> _TASK STATEMENT_: Your task is to find every line of the data that holds the string "current" and copy it.

> _MATERIAL PROVIDED_:

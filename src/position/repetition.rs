//! Upcoming-repetition oracle and draw detection (C2 §4.2 edge case: detect
//! a repeatable position without playing it out). Grounded on the cuckoo
//! table built in `crate::zobrist` and the classic "does some reversible
//! move transform our key into a key we've already seen" check; during
//! search a single occurrence within the current line is enough to prune
//! (a forced repetition is as good as a draw), while root-level draw
//! claims need the full threefold count.

use super::Position;

#[must_use]
pub fn upcoming_repetition(pos: &Position) -> bool {
    let end = pos.halfmove_clock() as usize;
    if end < 3 {
        return false;
    }
    let len = pos.key_history.len();
    let original_key = pos.hash();

    let mut i = 3usize;
    while i <= end {
        if i + 1 > len {
            break;
        }
        let other_key = pos.key_history[len - 1 - i];
        let move_key = original_key ^ other_key;
        if let Some((s1, s2, _piece)) = crate::zobrist::cuckoo_lookup(move_key) {
            if crate::attacks::between(s1, s2) & pos.occupied() == 0 {
                let (empty_sq, occupied_sq) = if pos.piece_at(s1).is_none() {
                    (s1, s2)
                } else {
                    (s2, s1)
                };
                let _ = empty_sq;
                let piece_there = pos.piece_at(occupied_sq);
                if !piece_there.is_none() && piece_there.color() == pos.side_to_move() {
                    return true;
                }
            }
        }
        i += 2;
    }
    false
}

/// `ply_from_root` lets search treat a repetition that occurs entirely
/// within the current search line (beyond the root) as a draw on its first
/// occurrence, while a repetition anchored at or before the root needs the
/// full threefold count before it's claimable.
#[must_use]
pub fn is_draw(pos: &Position, ply_from_root: usize) -> bool {
    if pos.halfmove_clock() >= 100 {
        return true;
    }
    let len = pos.key_history.len();
    if len < 5 {
        return false;
    }
    let current = pos.hash();
    let limit = (pos.halfmove_clock() as usize).min(len - 1);

    let mut count = 0u32;
    let mut i = 4usize;
    while i <= limit {
        if pos.key_history[len - 1 - i] == current {
            count += 1;
            if ply_from_root > i || count >= 2 {
                return true;
            }
        }
        i += 2;
    }
    false
}

#[cfg(test)]
mod tests {
    use super::*;
    use crate::position::Position;
    use crate::types::{MoveKind, Move, Square};

    #[test]
    fn shuffling_knights_back_and_forth_is_a_draw() {
        crate::attacks::init();
        crate::zobrist::init();
        let mut pos = Position::from_fen("4k3/8/8/8/8/8/8/4K1N1 w - - 0 1").unwrap();
        let out = Move::new(Square::from_file_rank(6, 0), Square::from_file_rank(5, 2), MoveKind::Quiet);
        let back = Move::new(Square::from_file_rank(5, 2), Square::from_file_rank(6, 0), MoveKind::Quiet);
        for _ in 0..2 {
            pos.make_move(out);
            pos.make_move(back);
        }
        assert!(pos.is_draw(0));
    }
}
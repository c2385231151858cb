//! Per-ply search stack frame. Grounded on the teacher's `SearchState`
//! carrying per-ply last-move/killer context through recursive calls;
//! generalized into an explicit `[Stack; MAX_PLY]` array the way the
//! original engine's search stack works, so continuation history lookups
//! can reach back one and two plies without extra parameter threading.

use crate::types::{Move, Piece, MAX_PLY};

#[derive(Clone, Copy)]
pub struct Stack {
    pub ply: usize,
    pub static_eval: i32,
    pub move_played: Move,
    pub piece_moved: Piece,
    pub pv: [Move; MAX_PLY],
    pub pv_len: usize,
    pub excluded_move: Move,
    pub double_extensions: u32,
    pub in_check: bool,
}

impl Stack {
    #[must_use]
    pub fn new(ply: usize) -> Self {
        Stack {
            ply,
            static_eval: crate::tt::VALUE_NONE,
            move_played: Move::NULL,
            piece_moved: Piece::NONE,
            pv: [Move::NULL; MAX_PLY],
            pv_len: 0,
            excluded_move: Move::NULL,
            double_extensions: 0,
            in_check: false,
        }
    }

    pub fn update_pv(&mut self, mv: Move, child_pv: &[Move]) {
        self.pv[0] = mv;
        let n = child_pv.len().min(MAX_PLY - 1);
        self.pv[1..=n].copy_from_slice(&child_pv[..n]);
        self.pv_len = n + 1;
    }

    #[must_use]
    pub fn pv_slice(&self) -> &[Move] {
        &self.pv[..self.pv_len]
    }
}

#[must_use]
pub fn new_stack_array() -> Box<[Stack; MAX_PLY]> {
    let mut stacks: Vec<Stack> = Vec::with_capacity(MAX_PLY);
    for ply in 0..MAX_PLY {
        stacks.push(Stack::new(ply));
    }
    stacks.try_into().unwrap_or_else(|_| unreachable!())
}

> _RESULT OF THIS EXERCISE_:
//! search a single occurrence within the current line is enough to prune
/// within the current search line (beyond the root) as a draw on its first
    let current = pos.hash();
        if pos.key_history[len - 1 - i] == current {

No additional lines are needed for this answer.